- _What needs to be done_
Retrieve each line that contains the word "planner" from the entries below.

Material provided Block Start

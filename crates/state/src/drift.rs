//! Drift detection
//!
//! Drift compares the last recorded manifest hash and the desired app set
//! against the current manifest hash and installed inventory. Version
//! constraint evaluation is injected by the caller so this crate stays
//! below the planner in the dependency order.

use serde::{Deserialize, Serialize};
use std::collections::BTreeMap;

/// A desired app, reduced to what drift needs
#[derive(Debug, Clone)]
pub struct DesiredApp {
    pub id: String,
    /// Version constraint, if the manifest pinned one
    pub version: Option<String>,
}

/// An installed app whose version no longer satisfies its constraint
#[derive(Debug, Clone, Serialize, Deserialize, PartialEq, Eq)]
#[serde(rename_all = "camelCase")]
pub struct VersionDrift {
    pub id: String,
    pub installed: String,
    pub constraint: String,
}

/// What changed since the last run
#[derive(Debug, Clone, Default, Serialize, Deserialize)]
#[serde(rename_all = "camelCase")]
pub struct DriftReport {
    /// Manifest hash differs from the last applied one
    pub manifest_changed: bool,
    #[serde(skip_serializing_if = "Option::is_none")]
    pub last_hash: Option<String>,
    pub current_hash: String,
    /// Desired but not installed
    pub missing: Vec<String>,
    /// Installed but not desired
    pub extra: Vec<String>,
    /// Installed but at the wrong version
    pub version_mismatches: Vec<VersionDrift>,
}

impl DriftReport {
    /// True when nothing drifted
    pub fn is_clean(&self) -> bool {
        !self.manifest_changed
            && self.missing.is_empty()
            && self.extra.is_empty()
            && self.version_mismatches.is_empty()
    }
}

/// Compute drift between desired state and the installed inventory
///
/// `satisfies` answers whether an installed version meets a constraint;
/// the planner's comparator is passed in here.
pub fn compute_drift<F>(
    desired: &[DesiredApp],
    inventory: &BTreeMap<String, String>,
    last_hash: Option<&str>,
    current_hash: &str,
    satisfies: F,
) -> DriftReport
where
    F: Fn(&str, &str) -> bool,
{
    let mut report = DriftReport {
        manifest_changed: last_hash != Some(current_hash),
        last_hash: last_hash.map(ToString::to_string),
        current_hash: current_hash.to_string(),
        ..Default::default()
    };

    for app in desired {
        match inventory.get(&app.id) {
            None => report.missing.push(app.id.clone()),
            Some(installed) => {
                if let Some(constraint) = &app.version
                    && !satisfies(installed, constraint)
                {
                    report.version_mismatches.push(VersionDrift {
                        id: app.id.clone(),
                        installed: installed.clone(),
                        constraint: constraint.clone(),
                    });
                }
            }
        }
    }

    let desired_ids: std::collections::BTreeSet<&str> =
        desired.iter().map(|a| a.id.as_str()).collect();
    for id in inventory.keys() {
        if !desired_ids.contains(id.as_str()) {
            report.extra.push(id.clone());
        }
    }

    report
}
use super::{CommandOutput, Context};
use crate::cli::RevertArgs;
use anyhow::{bail, Result};
use restore::{latest_journal, RestoreJournal};
use serde_json::json;

pub fn run(ctx: &mut Context, args: &RevertArgs) -> Result<CommandOutput> {
    ctx.events.phase("revert");

    let journal_path = match &args.run_id {
        Some(run_id) => ctx.store.journal_file(run_id),
        None => match latest_journal(&ctx.store.journals_dir())? {
            Some(path) => path,
            None => bail!("no restore journals found under {}", ctx.store.journals_dir().display()),
        },
    };

    let journal = RestoreJournal::load(&journal_path)?;
    log::info!(
        "reverting journal {} ({} entries)",
        journal_path.display(),
        journal.entries.len()
    );

    let summary = restore::revert(&journal, args.dry_run)?;

    if !ctx.quiet {
        let mode = if args.dry_run { " (dry run)" } else { "" };
        println!(
            "revert{mode}: {} backups restored, {} removed, {} skipped, {} failed",
            summary.restored_backups, summary.removed, summary.skipped, summary.failed
        );
    }

    ctx.events.summary(json!({
        "runId": journal.run_id,
        "restoredBackups": summary.restored_backups,
        "removed": summary.removed,
        "skipped": summary.skipped,
        "failed": summary.failed,
    }));

    Ok(CommandOutput {
        data: json!({
            "runId": journal.run_id,
            "summary": summary,
        }),
        success: summary.failed == 0,
    })
}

Material provided Block End

- _Solution to this exercise_
//! below the planner in the dependency order.
/// the planner's comparator is passed in here.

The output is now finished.